Sodium metasilicate (meta-Si) microbeads with about 40.3% SiO2 and 56.10% Na2O and sodium silicate solution with about 68.27% SiO2 and 28.20% Na2O were distributed by Asserdis.
Quicklime was used instead of alkaline silicates. It was supplied by Asserdis and is characterized by a beige color and a purity of 93%.

2.2. Methods

In this study, a Retsch PM 400 planetary ball mill (Retsch France Verder S.A.R.L.8 Allée Rosa Luxembourg Immeuble Arizona 95610 Eragny sur Oise France) with 500 mL steel jars was utilized. To prepare RUPG samples, 250 g of powder was added to each jar, resulting in a ball-to-powder weight ratio of approximately 3.6, selected based on previous research for optimal results with the specific material used. This setup aimed to achieve a uniform and fine powder suitable for subsequent analysis.
Sodium metasilicate caused pre-geopolymer powders to stick in the jars after 3 min of grinding, leading to the replacement of metasilicate with quicklime, in combination with alkaline hydroxide as activators.

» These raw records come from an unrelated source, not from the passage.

//! Scene geometry loading from GLB/glTF files.
//!
//! The walkthrough loads a single static model. Every mesh primitive in the
//! file becomes one [`SceneMesh`] whose vertices are already in world space,
//! so collision queries and rendering never have to walk the node hierarchy
//! again.
//!
//! ```no_run
//! use batikwalk::LoadedScene;
//!
//! let scene = LoadedScene::from_file("assets/rumah_batik.glb").unwrap();
//! let (min, max) = scene.bounds();
//! println!("{} meshes, size {:?}", scene.meshes.len(), max - min);
//! ```
//!
//! Naming follows the usual glTF importer convention: a mesh takes its node's
//! name, and a node with several primitives yields one mesh per primitive
//! named `<node>_<index>`, parented under the node.

use crate::gpu::GpuContext;
use crate::mesh::{Mesh, Vertex3d};
use glam::{Mat4, Vec3};
use std::path::Path;

/// Errors that can occur when loading scene geometry.
#[derive(Debug, thiserror::Error)]
pub enum SceneLoadError {
    /// File could not be read.
    #[error("IO error: {0}")]
    Io(#[from] std::io::Error),
    /// The glTF data was invalid or corrupt.
    #[error("glTF error: {0}")]
    Gltf(#[from] gltf::Error),
    /// A primitive had no position attribute.
    #[error("missing position data for mesh '{0}'")]
    MissingPositions(String),
    /// The model contains no geometry, or all of it collapses to a point.
    #[error("model is empty (no triangles or zero-size bounds)")]
    EmptyModel,
    /// The loader thread could not be started.
    #[error("could not start loader thread: {0}")]
    Spawn(#[source] std::io::Error),
    /// The loader thread ended without a result.
    #[error("loader thread exited without a result")]
    LoaderExited,
}

/// Raw geometry data before GPU upload.
#[derive(Clone, Debug, Default)]
pub struct RawGeometry {
    /// Vertex positions, normals, and UVs.
    pub vertices: Vec<Vertex3d>,
    /// Triangle indices.
    pub indices: Vec<u32>,
}

impl RawGeometry {
    /// Creates raw geometry from vertices and indices.
    pub fn new(vertices: Vec<Vertex3d>, indices: Vec<u32>) -> Self {
        Self { vertices, indices }
    }

    /// Computes the axis-aligned bounding box.
    ///
    /// Returns `(min, max)` corners of the bounding box.
    pub fn bounds(&self) -> (Vec3, Vec3) {
        let mut min = Vec3::splat(f32::INFINITY);
        let mut max = Vec3::splat(f32::NEG_INFINITY);

        for v in &self.vertices {
            let p = Vec3::from(v.position);
            min = min.min(p);
            max = max.max(p);
        }

        (min, max)
    }

    /// Returns the center point of the geometry.
    pub fn center(&self) -> Vec3 {
        let (min, max) = self.bounds();
        (min + max) * 0.5
    }

    /// Returns the size of the bounding box.
    pub fn size(&self) -> Vec3 {
        let (min, max) = self.bounds();
        max - min
    }

    /// Vertex positions as vectors.
    pub fn positions(&self) -> Vec<Vec3> {
        self.vertices.iter().map(|v| Vec3::from(v.position)).collect()
    }

    /// Recalculates vertex normals from face geometry.
    ///
    /// Used for primitives exported without normals. Face normals are
    /// accumulated unnormalized, so larger faces weigh more.
    pub fn recalculate_normals(&mut self) {
        for v in &mut self.vertices {
            v.normal = [0.0, 0.0, 0.0];
        }

        for tri in self.indices.chunks_exact(3) {
            let [i0, i1, i2] = [tri[0] as usize, tri[1] as usize, tri[2] as usize];
            if i0 >= self.vertices.len() || i1 >= self.vertices.len() || i2 >= self.vertices.len() {
                continue;
            }

            let p0 = Vec3::from(self.vertices[i0].position);
            let p1 = Vec3::from(self.vertices[i1].position);
            let p2 = Vec3::from(self.vertices[i2].position);
            let face_normal = (p1 - p0).cross(p2 - p0);

            for i in [i0, i1, i2] {
                let n = Vec3::from(self.vertices[i].normal) + face_normal;
                self.vertices[i].normal = n.into();
            }
        }

        for v in &mut self.vertices {
            v.normal = Vec3::from(v.normal).normalize_or_zero().into();
        }
    }

    /// Uploads this geometry to the GPU as a [`Mesh`].
    pub fn upload(&self, gpu: &GpuContext) -> Mesh {
        Mesh::new(gpu, &self.vertices, &self.indices)
    }
}

/// One drawable, collidable piece of the loaded model.
#[derive(Clone, Debug)]
pub struct SceneMesh {
    /// Node name (or `<node>_<index>` for multi-primitive meshes).
    pub name: String,
    /// Name of the parent node, empty at the root.
    pub parent_name: String,
    /// Material name, if the exporter kept one.
    pub material_name: Option<String>,
    /// Linear RGBA base colour factor of the material.
    pub base_color: [f32; 4],
    /// Primitive topology as reported to the info panel.
    pub geometry_kind: String,
    /// World-space geometry.
    pub geometry: RawGeometry,
}

impl SceneMesh {
    /// Build a mesh from world-space geometry with a neutral material.
    pub fn new(name: impl Into<String>, parent_name: impl Into<String>, geometry: RawGeometry) -> Self {
        Self {
            name: name.into(),
            parent_name: parent_name.into(),
            material_name: None,
            base_color: [1.0, 1.0, 1.0, 1.0],
            geometry_kind: "Triangles".to_string(),
            geometry,
        }
    }

    /// Sets the material name and base colour.
    pub fn material(mut self, name: impl Into<String>, base_color: [f32; 4]) -> Self {
        self.material_name = Some(name.into());
        self.base_color = base_color;
        self
    }

    /// Number of vertices in this mesh.
    pub fn vertex_count(&self) -> usize {
        self.geometry.vertices.len()
    }
}

/// The whole model, flattened into world-space meshes.
#[derive(Clone, Debug, Default)]
pub struct LoadedScene {
    /// All triangle meshes in file order.
    pub meshes: Vec<SceneMesh>,
}

impl LoadedScene {
    /// Wraps already built meshes.
    pub fn from_meshes(meshes: Vec<SceneMesh>) -> Self {
        Self { meshes }
    }

    /// Loads a `.glb` or `.gltf` file.
    pub fn from_file(path: impl AsRef<Path>) -> Result<Self, SceneLoadError> {
        let (document, buffers, _images) = gltf::import(path.as_ref())?;
        Self::from_document(&document, &buffers)
    }

    /// Loads a GLB from memory.
    pub fn from_slice(bytes: &[u8]) -> Result<Self, SceneLoadError> {
        let (document, buffers, _images) = gltf::import_slice(bytes)?;
        Self::from_document(&document, &buffers)
    }

    fn from_document(
        document: &gltf::Document,
        buffers: &[gltf::buffer::Data],
    ) -> Result<Self, SceneLoadError> {
        let mut meshes = Vec::new();

        let scene = document.default_scene().or_else(|| document.scenes().next());
        if let Some(scene) = scene {
            for node in scene.nodes() {
                process_node(&node, "", Mat4::IDENTITY, buffers, &mut meshes)?;
            }
        }

        let scene = Self { meshes };
        if scene.is_empty() {
            return Err(SceneLoadError::EmptyModel);
        }

        Ok(scene)
    }

    /// Axis-aligned bounds of all meshes as `(min, max)`.
    ///
    /// Returns zero bounds when there are no vertices.
    pub fn bounds(&self) -> (Vec3, Vec3) {
        let mut min = Vec3::splat(f32::INFINITY);
        let mut max = Vec3::splat(f32::NEG_INFINITY);

        for mesh in &self.meshes {
            if mesh.geometry.vertices.is_empty() {
                continue;
            }
            let (lo, hi) = mesh.geometry.bounds();
            min = min.min(lo);
            max = max.max(hi);
        }

        if min.x > max.x {
            (Vec3::ZERO, Vec3::ZERO)
        } else {
            (min, max)
        }
    }

    /// Returns the size of the overall bounding box.
    pub fn size(&self) -> Vec3 {
        let (min, max) = self.bounds();
        max - min
    }

    /// Returns the center of the overall bounding box.
    pub fn center(&self) -> Vec3 {
        let (min, max) = self.bounds();
        (min + max) * 0.5
    }

    /// True when there is nothing to walk on or look at.
    pub fn is_empty(&self) -> bool {
        self.meshes.iter().all(|m| m.geometry.indices.len() < 3) || self.size() == Vec3::ZERO
    }

    /// Total number of vertices.
    pub fn vertex_count(&self) -> usize {
        self.meshes.iter().map(SceneMesh::vertex_count).sum()
    }
}

/// Walk a node and its children, baking transforms into vertices.
fn process_node(
    node: &gltf::Node,
    parent_name: &str,
    parent_transform: Mat4,
    buffers: &[gltf::buffer::Data],
    out: &mut Vec<SceneMesh>,
) -> Result<(), SceneLoadError> {
    let local = Mat4::from_cols_array_2d(&node.transform().matrix());
    let world = parent_transform * local;

    let node_name = node
        .name()
        .or_else(|| node.mesh().and_then(|m| m.name()))
        .unwrap_or("")
        .to_string();

    if let Some(mesh) = node.mesh() {
        let primitives: Vec<_> = mesh
            .primitives()
            .filter(|p| {
                let surface = triangle_list(p.mode(), &[]).is_some();
                if !surface {
                    log::warn!("Skipping {:?} primitive in '{}'", p.mode(), node_name);
                }
                surface
            })
            .collect();
        let multi = primitives.len() > 1;

        for (index, primitive) in primitives.iter().enumerate() {
            let geometry = read_primitive(primitive, buffers, world, &node_name)?;

            let material = primitive.material();
            let (name, parent) = if multi {
                (format!("{}_{}", node_name, index), node_name.clone())
            } else {
                (node_name.clone(), parent_name.to_string())
            };

            out.push(SceneMesh {
                name,
                parent_name: parent,
                material_name: material.name().map(str::to_string),
                base_color: material.pbr_metallic_roughness().base_color_factor(),
                geometry_kind: format!("{:?}", primitive.mode()),
                geometry,
            });
        }
    }

    for child in node.children() {
        process_node(&child, &node_name, world, buffers, out)?;
    }

    Ok(())
}

/// Extract one primitive's vertices in world space.
fn read_primitive(
    primitive: &gltf::Primitive,
    buffers: &[gltf::buffer::Data],
    world: Mat4,
    name: &str,
) -> Result<RawGeometry, SceneLoadError> {
    let reader = primitive.reader(|buffer| buffers.get(buffer.index()).map(|data| &data[..]));

    let positions: Vec<[f32; 3]> = reader
        .read_positions()
        .ok_or_else(|| SceneLoadError::MissingPositions(name.to_string()))?
        .collect();
    let normals: Option<Vec<[f32; 3]>> = reader.read_normals().map(|iter| iter.collect());
    let uvs: Option<Vec<[f32; 2]>> = reader.read_tex_coords(0).map(|tc| tc.into_f32().collect());

    let indices: Vec<u32> = reader
        .read_indices()
        .map(|iter| iter.into_u32().collect())
        .unwrap_or_else(|| (0..positions.len() as u32).collect());
    let indices = triangle_list(primitive.mode(), &indices).unwrap_or_default();

    let normal_matrix = world.inverse().transpose();

    let vertices = positions
        .iter()
        .enumerate()
        .map(|(i, p)| {
            let position = world.transform_point3(Vec3::from(*p));
            let normal = normals
                .as_ref()
                .and_then(|n| n.get(i))
                .map(|n| normal_matrix.transform_vector3(Vec3::from(*n)).normalize_or_zero())
                .unwrap_or(Vec3::ZERO);
            let uv = uvs.as_ref().and_then(|uv| uv.get(i)).copied().unwrap_or([0.0, 0.0]);
            Vertex3d::new(position.into(), normal.into(), uv)
        })
        .collect();

    let mut geometry = RawGeometry::new(vertices, indices);
    if normals.is_none() {
        geometry.recalculate_normals();
    }

    Ok(geometry)
}

/// Rewrite strip and fan indices as a plain triangle list, keeping the
/// winding of every triangle. `None` for points and lines.
fn triangle_list(mode: gltf::mesh::Mode, indices: &[u32]) -> Option<Vec<u32>> {
    use gltf::mesh::Mode;

    match mode {
        Mode::Triangles => Some(indices.to_vec()),
        Mode::TriangleStrip => Some(
            indices
                .windows(3)
                .enumerate()
                .flat_map(|(i, w)| if i % 2 == 0 { [w[0], w[1], w[2]] } else { [w[2], w[1], w[0]] })
                .collect(),
        ),
        Mode::TriangleFan => Some(match indices.split_first() {
            Some((&hub, rest)) => rest.windows(2).flat_map(|w| [hub, w[0], w[1]]).collect(),
            None => Vec::new(),
        }),
        _ => None,
    }
}

#[cfg(test)]
mod tests {
    use super::*;

    fn triangle(offset: Vec3) -> RawGeometry {
        let p = |x: f32, y: f32, z: f32| (Vec3::new(x, y, z) + offset).into();
        RawGeometry::new(
            vec![
                Vertex3d::new(p(0.0, 0.0, 0.0), [0.0, 1.0, 0.0], [0.0, 0.0]),
                Vertex3d::new(p(1.0, 0.0, 0.0), [0.0, 1.0, 0.0], [1.0, 0.0]),
                Vertex3d::new(p(0.0, 0.0, 1.0), [0.0, 1.0, 0.0], [0.0, 1.0]),
            ],
            vec![0, 2, 1],
        )
    }

    #[test]
    fn strips_and_fans_become_triangle_lists() {
        use gltf::mesh::Mode;

        assert_eq!(
            triangle_list(Mode::TriangleStrip, &[0, 1, 2, 3, 4]),
            Some(vec![0, 1, 2, 3, 2, 1, 2, 3, 4])
        );
        assert_eq!(
            triangle_list(Mode::TriangleFan, &[0, 1, 2, 3, 4]),
            Some(vec![0, 1, 2, 0, 2, 3, 0, 3, 4])
        );
        assert_eq!(triangle_list(Mode::Triangles, &[2, 1, 0]), Some(vec![2, 1, 0]));
        assert_eq!(triangle_list(Mode::TriangleStrip, &[0, 1]), Some(vec![]));
        assert_eq!(triangle_list(Mode::Lines, &[0, 1]), None);
    }

    #[test]
    fn raw_geometry_bounds() {
        let vertices = vec![
            Vertex3d::new([0.0, 0.0, 0.0], [0.0, 1.0, 0.0], [0.0, 0.0]),
            Vertex3d::new([1.0, 2.0, 3.0], [0.0, 1.0, 0.0], [0.0, 0.0]),
            Vertex3d::new([-1.0, -1.0, -1.0], [0.0, 1.0, 0.0], [0.0, 0.0]),
        ];
        let geom = RawGeometry::new(vertices, vec![0, 1, 2]);

        let (min, max) = geom.bounds();
        assert_eq!(min, Vec3::new(-1.0, -1.0, -1.0));
        assert_eq!(max, Vec3::new(1.0, 2.0, 3.0));
    }

    #[test]
    fn recalculated_normals_face_up_for_ccw_floor() {
        let mut geom = triangle(Vec3::ZERO);
        geom.recalculate_normals();

        for v in &geom.vertices {
            assert!((Vec3::from(v.normal) - Vec3::Y).length() < 1e-5);
        }
    }

    #[test]
    fn scene_bounds_cover_all_meshes() {
        let scene = LoadedScene::from_meshes(vec![
            SceneMesh::new("a", "", triangle(Vec3::ZERO)),
            SceneMesh::new("b", "", triangle(Vec3::new(4.0, 2.0, -3.0))),
        ]);

        let (min, max) = scene.bounds();
        assert_eq!(min, Vec3::new(0.0, 0.0, -3.0));
        assert_eq!(max, Vec3::new(5.0, 2.0, 1.0));
        assert_eq!(scene.center(), Vec3::new(2.5, 1.0, -1.0));
        assert_eq!(scene.vertex_count(), 6);
        assert!(!scene.is_empty());
    }

    #[test]
    fn empty_scene_is_detected() {
        assert!(LoadedScene::default().is_empty());
        assert_eq!(LoadedScene::default().bounds(), (Vec3::ZERO, Vec3::ZERO));

        let degenerate = RawGeometry::new(
            vec![Vertex3d::new([1.0, 1.0, 1.0], [0.0, 1.0, 0.0], [0.0, 0.0]); 3],
            vec![0, 1, 2],
        );
        let scene = LoadedScene::from_meshes(vec![SceneMesh::new("dot", "", degenerate)]);
        assert!(scene.is_empty());
    }

    #[test]
    fn invalid_bytes_are_a_gltf_error() {
        let result = LoadedScene::from_slice(b"definitely not a glb");
        assert!(matches!(result, Err(SceneLoadError::Gltf(_))));
    }
}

Two types of alkaline hydroxide, KOH and NaOH, were tested, along with three CaO/MOH ratios (M = K or Na) to find the optimal formula.
To obtain RUPG (Figure 1), the metakaolin (MK) precursor was mixed with solid-state alkaline activator and quicklime in jars, following the parameters listed in Table 2. The mixture was then milled to produce RUPG. The mass ratio R1 of MK/alkali-activating mix (AA) was kept constant at 4, while the mass ratio R2 of CaO/NaOH or CaO/KOH varied from 0.5 to 1.5. Milling conditions were set to 400 rpm for 3 min. Samples were labeled according to the following convention: RUPG-MK-CN (CaO/NaOH); CK (CaO/KOH); R2 (ratio): Milling time (Mt); Milling speed (Ms).
To prepare the geopolymer pastes, the synthesized RUPG was hydrated with a fixed water-to-solid ratio of 0.25 (wt), determined after conducting several water demand tests. The resulting geopolymer paste (GP) was molded into rectangular polystyrene molds measuring 4 cm × 4 cm × 16 cm. The paste was cured at 20 °C and 50% relative humidity until the day of testing. Physicochemical properties were evaluated after 7 days of curing, while mechanical properties were assessed after 7 and 28 days of curing.
The paste produced using the classic method with quicklime exhibited immediate swelling starting from the initial time point (t0) and continued to expand significantly during the first few minutes of drying. This behavior was observed consistently across all tested ratios, as illustrated in Figure 2. Therefore, classic geopolymers based on MK with different ratios of sodium silicate solution (R1 = Na2SiO3/(NaOH or KOH) (2.5 and 3.5) and R2 = Metakaolin/Alkaline activator (2.5 and 3.5)) were made, labeled as CGP-MK-R1-R2.
Various analytical methods were employed to characterize both the raw and synthesized materials. The geopolymer pastes were analyzed after being crushed at 7 days of curing. Pieces of the geopolymer materials were first crushed and then sieved to a particle size of 200 µm prior to analysis.
The particle size distribution was determined using a laser particle analyzer (LS 13 320 XR, Beckman Coulter). The chemical composition was analyzed by X-ray fluorescence spectrometry using an S2 Ranger model instrument (Bruker) in pellet mode.
To determine the mineralogy, X-ray diffraction (XRD) was utilized with a D2 Phaser diffractometer (Bruker) equipped with a Cu-Kα copper X-ray tube (λ = 1.54 Å). The samples were scanned at an angular range between 5 and 60° (2θ), with a step size of 0.02 and a time interval of 0.1 s. The software DIFFRAC.EVATM, including the ICDD PDF4 database, was used for analysis. The Rietveld method was used to quantify the mineral phases identified by XRD and the sample’s amorphization rate, using Bruker’s Topas V6 software.
Thermal characteristics were assessed using TG analysis with a TGA/DSC 2 instrument (Mettler–Toledo) at a heating rate of 20 °C/min, ranging from 25 °C to 1000 °C, with nitrogen as the purge gas at a flow rate of 40 mL/min.
Chemical bonds were determined using Attenuated Total Reflectance Fourier Transform Infrared (ATR-FTIR) spectrometry with a Spectrum Two instrument (Perkin Elmer). Powders or crushed solid pastes were placed on a diamond crystal for analysis, and spectra were collected in the range of 4000–400 cm−1, with 4 cm−1 resolution and 64 scans.
The compressive strength of the geopolymer pastes was measured using a Syntax electromechanical press (3R) with a maximum force of 300 kN after 7 and 28 days of curing. Scanning electron microscopy observations were conducted in the laboratory of Sorbonne University, UPMC campus, using a Gemini microscope model SUPRA 55VP (Zeiss) coupled to an energy-dispersive analysis probe (EDS).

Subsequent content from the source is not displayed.